A Fundação Calouste Gulbenkian (FCG) acordou a venda da petrolífera Partex à empresa pública tailandesa PTTEP. Quando fez o anúncio da operação, na semana passada, a presidente da Fundação, Isabel Mota, garantiu que a manutenção da marca e dos cerca de 80 postos de trabalho da empresa fazem parte das condições da transacção.

Contudo, os trabalhadores dizem que esta garantia contratual apenas será válida por 24 meses e denunciam o que dizem ser “o logro das afirmações públicas feitas pela FCG sobre a continuidade dos postos de trabalho, da marca Partex e do escritório em Lisboa”.

Trata-se de afirmações que “não são correctas”, dizem os trabalhadores da Partex, numa carta enviada às redacções pelo advogado Garcia Pereira, “em nome e representação” dos seus “constituintes”.

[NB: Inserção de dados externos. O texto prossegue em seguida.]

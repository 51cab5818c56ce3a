//! Cart state container.
//!
//! A [`Cart`] is an ordered list of [`CartLineItem`]s with at most one line
//! per product. Every mutation keeps two invariants:
//!
//! - each line's quantity is at least 1 (a line that would drop to zero is
//!   removed instead)
//! - no two lines share a [`ProductId`]
//!
//! Totals are derived on every call. [`Cart::total_price`] looks up the
//! current unit price through a [`PriceLookup`], so a catalog price change is
//! reflected in every cart holding that product.

use std::collections::HashMap;

use chrono::{DateTime, Utc};
use serde::{Deserialize, Serialize};

use crate::types::{CurrencyCode, Price, ProductId};

/// A single product line in a cart.
#[derive(Debug, Clone, PartialEq, Eq, Serialize, Deserialize)]
#[serde(rename_all = "camelCase")]
pub struct CartLineItem {
    pub product_id: ProductId,
    /// Always at least 1 while the line is in a cart.
    pub quantity: u32,
    /// When the line was first created. Later adds keep the original time.
    pub added_at: DateTime<Utc>,
}

/// Source of current unit prices for cart totals.
pub trait PriceLookup {
    /// Current unit price of a product, or `None` if it is unknown.
    fn unit_price(&self, product_id: &ProductId) -> Option<Price>;

    /// Currency that cart totals are expressed in.
    fn currency(&self) -> CurrencyCode {
        CurrencyCode::default()
    }
}

impl PriceLookup for HashMap<ProductId, Price> {
    fn unit_price(&self, product_id: &ProductId) -> Option<Price> {
        self.get(product_id).copied()
    }
}

/// An ordered collection of line items for one session.
#[derive(Debug, Clone, Default, PartialEq, Eq, Serialize)]
pub struct Cart {
    items: Vec<CartLineItem>,
}

impl Cart {
    /// Create an empty cart.
    #[must_use]
    pub const fn new() -> Self {
        Self { items: Vec::new() }
    }

    /// Rebuild a cart from raw line items, e.g. a server response.
    ///
    /// Lines with a zero quantity are dropped and duplicate products are
    /// merged into the first occurrence, so the result always satisfies the
    /// cart invariants.
    #[must_use]
    pub fn from_items(items: impl IntoIterator<Item = CartLineItem>) -> Self {
        let mut cart = Self::new();
        for item in items {
            if item.quantity == 0 {
                continue;
            }
            match cart.position(&item.product_id) {
                Some(idx) => {
                    if let Some(line) = cart.items.get_mut(idx) {
                        line.quantity = line.quantity.saturating_add(item.quantity);
                    }
                }
                None => cart.items.push(item),
            }
        }
        cart
    }

    /// Line items in insertion order.
    #[must_use]
    pub fn items(&self) -> &[CartLineItem] {
        &self.items
    }

    /// Consume the cart and return its line items.
    #[must_use]
    pub fn into_items(self) -> Vec<CartLineItem> {
        self.items
    }

    /// The line for a product, if present.
    #[must_use]
    pub fn get(&self, product_id: &ProductId) -> Option<&CartLineItem> {
        self.items.iter().find(|line| &line.product_id == product_id)
    }

    /// Number of distinct lines.
    #[must_use]
    pub fn len(&self) -> usize {
        self.items.len()
    }

    /// Returns true if the cart has no lines.
    #[must_use]
    pub fn is_empty(&self) -> bool {
        self.items.is_empty()
    }

    /// Add `quantity` units of a product, stamping new lines with the current time.
    ///
    /// See [`Cart::add_item_at`].
    pub fn add_item(&mut self, product_id: &ProductId, quantity: u32) -> u32 {
        self.add_item_at(product_id, quantity, Utc::now())
    }

    /// Add `quantity` units of a product.
    ///
    /// If the product already has a line, its quantity grows by `quantity`
    /// (saturating at `u32::MAX`); otherwise a new line stamped `added_at` is
    /// appended. Adding zero units is a no-op.
    ///
    /// Returns the product's quantity after the call (0 if it has no line).
    pub fn add_item_at(
        &mut self,
        product_id: &ProductId,
        quantity: u32,
        added_at: DateTime<Utc>,
    ) -> u32 {
        if let Some(line) = self
            .items
            .iter_mut()
            .find(|line| &line.product_id == product_id)
        {
            line.quantity = line.quantity.saturating_add(quantity);
            return line.quantity;
        }

        if quantity == 0 {
            return 0;
        }

        self.items.push(CartLineItem {
            product_id: product_id.clone(),
            quantity,
            added_at,
        });
        quantity
    }

    /// Set the quantity of a product's line.
    ///
    /// A quantity of zero or less removes the line. Updating a product with
    /// no line is a no-op. Returns true if the cart changed.
    pub fn update_quantity(&mut self, product_id: &ProductId, quantity: i64) -> bool {
        if quantity <= 0 {
            return self.remove_item(product_id);
        }

        let quantity = u32::try_from(quantity).unwrap_or(u32::MAX);
        match self
            .items
            .iter_mut()
            .find(|line| &line.product_id == product_id)
        {
            Some(line) if line.quantity != quantity => {
                line.quantity = quantity;
                true
            }
            _ => false,
        }
    }

    /// Remove a product's line. Returns true if a line was removed.
    pub fn remove_item(&mut self, product_id: &ProductId) -> bool {
        match self.position(product_id) {
            Some(idx) => {
                self.items.remove(idx);
                true
            }
            None => false,
        }
    }

    /// Remove every line.
    pub fn clear(&mut self) {
        self.items.clear();
    }

    /// Sum of quantities across all lines.
    #[must_use]
    pub fn total_items(&self) -> u64 {
        self.items.iter().map(|line| u64::from(line.quantity)).sum()
    }

    /// Sum of unit price times quantity across all lines.
    ///
    /// Prices come from `prices` on every call; nothing is cached. Lines whose
    /// product is unknown to `prices`, or priced in a different currency, add
    /// nothing (see [`Cart::unpriced_items`]).
    ///
    /// Returns `None` if the total does not fit in a `Decimal`.
    #[must_use]
    pub fn total_price<P: PriceLookup + ?Sized>(&self, prices: &P) -> Option<Price> {
        let currency = prices.currency();
        self.items
            .iter()
            .filter_map(|line| {
                prices
                    .unit_price(&line.product_id)
                    .filter(|price| price.currency_code == currency)
                    .map(|price| price.checked_times(line.quantity))
            })
            .try_fold(Price::zero(currency), |total, line_total| {
                total.checked_add(line_total?)
            })
    }

    /// Products whose lines [`Cart::total_price`] could not price.
    #[must_use]
    pub fn unpriced_items<P: PriceLookup + ?Sized>(&self, prices: &P) -> Vec<ProductId> {
        let currency = prices.currency();
        self.items
            .iter()
            .filter(|line| {
                prices
                    .unit_price(&line.product_id)
                    .is_none_or(|price| price.currency_code != currency)
            })
            .map(|line| line.product_id.clone())
            .collect()
    }

    fn position(&self, product_id: &ProductId) -> Option<usize> {
        self.items
            .iter()
            .position(|line| &line.product_id == product_id)
    }
}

Na carta, os trabalhadores da empresa liderada por António Costa Silva – que rondam os 80, dos quais 50 em Lisboa – revelam que a própria FCG lhes enviou uma comunicação (recebida a 18 de Junho) a informar da “garantia contratual de apenas 24 meses durante os quais serão mantidos os contratos de trabalho, a marca Partex e os escritórios em Lisboa”.

“Trata-se de uma postura completamente distinta da que, há oito meses, a administração da FCG adoptara”, quando considerou “os trabalhadores da Partex como membros da ‘Família Fundação’”, acusam os signatários da carta divulgada esta segunda-feira.

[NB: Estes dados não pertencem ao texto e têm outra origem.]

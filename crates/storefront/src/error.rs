//! Unified error handling with Sentry integration.
//!
//! Provides a unified `AppError` type that captures server errors to Sentry
//! before responding to the client. All route handlers should return
//! `Result<T, AppError>`. Every error response is a JSON body of the form
//! `{"error": "<message>"}`.

use axum::{
    Json,
    extract::rejection::{JsonRejection, QueryRejection},
    http::{Method, StatusCode},
    response::{IntoResponse, Response},
};
use thiserror::Error;

use verdant_core::IdError;
use verdant_core::api::ErrorResponse;

/// Application-level error type for the storefront.
#[derive(Debug, Error)]
pub enum AppError {
    /// Request failed validation (missing field, bad id, malformed body).
    #[error("{0}")]
    Validation(String),

    /// Resource not found.
    #[error("Not found: {0}")]
    NotFound(String),

    /// The route exists but does not accept this method.
    #[error("Method {0} not allowed")]
    MethodNotAllowed(Method),

    /// Internal server error.
    #[error("Internal error: {0}")]
    Internal(String),
}

impl AppError {
    /// HTTP status for this error.
    #[must_use]
    pub const fn status(&self) -> StatusCode {
        match self {
            Self::Validation(_) => StatusCode::BAD_REQUEST,
            Self::NotFound(_) => StatusCode::NOT_FOUND,
            Self::MethodNotAllowed(_) => StatusCode::METHOD_NOT_ALLOWED,
            Self::Internal(_) => StatusCode::INTERNAL_SERVER_ERROR,
        }
    }
}

impl IntoResponse for AppError {
    fn into_response(self) -> Response {
        // Capture server errors to Sentry
        if matches!(self, Self::Internal(_)) {
            let event_id = sentry::capture_error(&self);
            tracing::error!(
                error = %self,
                sentry_event_id = %event_id,
                "Request error"
            );
        } else {
            tracing::debug!(error = %self, "Rejected request");
        }

        let status = self.status();

        // Don't expose internal error details to clients
        let message = match &self {
            Self::Internal(_) => "Internal server error".to_string(),
            _ => self.to_string(),
        };

        (status, Json(ErrorResponse { error: message })).into_response()
    }
}

impl From<IdError> for AppError {
    fn from(err: IdError) -> Self {
        Self::Validation(err.to_string())
    }
}

impl From<QueryRejection> for AppError {
    fn from(rejection: QueryRejection) -> Self {
        Self::Validation(rejection.body_text())
    }
}

impl From<JsonRejection> for AppError {
    fn from(rejection: JsonRejection) -> Self {
        Self::Validation(rejection.body_text())
    }
}

/// Result type alias for `AppError`.
pub type Result<T> = std::result::Result<T, AppError>;

/// Add a breadcrumb for cart actions.
///
/// Breadcrumbs appear in Sentry error reports to show the trail of actions
/// leading up to an error.
///
/// # Example
///
/// ```rust,ignore
/// add_breadcrumb("cart", "Added item", Some(&[("product_id", "p1")]));
/// ```
pub fn add_breadcrumb(category: &str, message: &str, data: Option<&[(&str, &str)]>) {
    let mut breadcrumb = sentry::Breadcrumb {
        category: Some(category.to_string()),
        message: Some(message.to_string()),
        level: sentry::Level::Info,
        ..Default::default()
    };

    if let Some(pairs) = data {
        for (key, value) in pairs {
            breadcrumb.data.insert(
                (*key).to_string(),
                serde_json::Value::String((*value).to_string()),
            );
        }
    }

    sentry::add_breadcrumb(breadcrumb);
}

A carta refere ainda que, a 17 de Junho, o presidente executivo da PTTEP, Phongstron Thavisin, “foi expressamente inquirido sobre a existência de um acordo com a FCG que acautelasse o futuro profissional dos trabalhadores da Partex em Lisboa após esse período de 24 meses, ao que o mesmo esclareceu que não existia nenhum compromisso nesse sentido”.

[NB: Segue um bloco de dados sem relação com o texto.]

//! Local cart copy kept in step with the server.

use verdant_core::api::CartSummary;
use verdant_core::{Cart, ProductId, SessionId};

use crate::client::CartClient;
use crate::error::Result;

/// A session's cart as last reported by the server.
///
/// Each successful operation replaces the local copy with the server's
/// response. A failed operation leaves the copy untouched.
#[derive(Debug, Clone)]
pub struct SyncedCart {
    client: CartClient,
    session: SessionId,
    cart: Cart,
}

impl SyncedCart {
    /// Start with an empty local copy; call [`refresh`](Self::refresh) to
    /// load the server's cart.
    #[must_use]
    pub const fn new(client: CartClient, session: SessionId) -> Self {
        Self {
            client,
            session,
            cart: Cart::new(),
        }
    }

    /// Create and immediately load the server's cart.
    ///
    /// # Errors
    ///
    /// Returns an error if the cart cannot be fetched.
    pub async fn load(client: CartClient, session: SessionId) -> Result<Self> {
        let mut synced = Self::new(client, session);
        synced.refresh().await?;
        Ok(synced)
    }

    /// The last cart the server reported.
    #[must_use]
    pub const fn cart(&self) -> &Cart {
        &self.cart
    }

    #[must_use]
    pub const fn session(&self) -> &SessionId {
        &self.session
    }

    /// Replace the local copy with the server's cart.
    ///
    /// # Errors
    ///
    /// Returns an error if the cart cannot be fetched.
    pub async fn refresh(&mut self) -> Result<&Cart> {
        self.cart = self.client.fetch(&self.session).await?;
        Ok(&self.cart)
    }

    /// Add `quantity` units of a product.
    ///
    /// # Errors
    ///
    /// Returns an error if the server rejects the request or cannot be
    /// reached.
    pub async fn add(&mut self, product_id: &ProductId, quantity: u32) -> Result<&Cart> {
        self.cart = self.client.add(&self.session, product_id, quantity).await?;
        Ok(&self.cart)
    }

    /// Set a line's quantity; zero or less removes the line.
    ///
    /// # Errors
    ///
    /// Returns an error if the server rejects the request or cannot be
    /// reached.
    pub async fn update(&mut self, product_id: &ProductId, quantity: i64) -> Result<&Cart> {
        self.cart = self
            .client
            .update(&self.session, product_id, quantity)
            .await?;
        Ok(&self.cart)
    }

    /// Remove a product's line.
    ///
    /// # Errors
    ///
    /// Returns an error if the server cannot be reached.
    pub async fn remove(&mut self, product_id: &ProductId) -> Result<&Cart> {
        self.cart = self.client.remove(&self.session, product_id).await?;
        Ok(&self.cart)
    }

    /// Empty the cart.
    ///
    /// # Errors
    ///
    /// Returns an error if the server cannot be reached.
    pub async fn clear(&mut self) -> Result<&Cart> {
        self.cart = self.client.clear(&self.session).await?;
        Ok(&self.cart)
    }

    /// Totals at current catalog prices. Does not touch the local copy.
    ///
    /// # Errors
    ///
    /// Returns an error if the summary cannot be fetched.
    pub async fn summary(&self) -> Result<CartSummary> {
        self.client.summary(&self.session).await
    }
}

Os trabalhadores dizem que assim vêem confirmado “o receio”, que “têm vindo a manifestar desde há oito meses, sobre uma possível reestruturação da companhia dentro de dois anos e um dia, com o consequente encerramento do escritório em Lisboa e o despedimento dos seus trabalhadores”.

Recordam ainda que a Partex é, desde há 80 anos, uma empresa lucrativa, que esteve na génese da FCG e que foi sempre “um pilar fundamental nas receitas” da instituição – assegura “cerca de 40% do orçamento anual da Fundação” e, no ano passado, entregou 90 milhões de euros em dividendos.

A Partex “é hoje uma companhia altamente tecnológica, com forte ligação técnica às universidades portuguesas e estrangeiras e com um know-how único em Portugal na área da energia”, dizem os trabalhadores, criticando ainda a “política não compreensível por parte da sua accionista única”, nos últimos anos, de “destruição de valor através de desinvestimentos sucessivos”.

Por outro lado, asseguram que, “com esta venda, a FCG vai colocar a curto-médio prazo, a cargo do Estado português, 50 trabalhadores no desemprego, e tudo isto sem o pagamento de quaisquer impostos sobre esta venda em Portugal, no anunciado valor de 554,6 milhões euros”.

Garantem, por fim, que “não irão cruzar os braços na defesa dos seus direitos” e que “tudo farão para que sejam dadas garantias reais da continuidade da companhia e dos postos de trabalho em Portugal para além dos 2 anos assegurados”.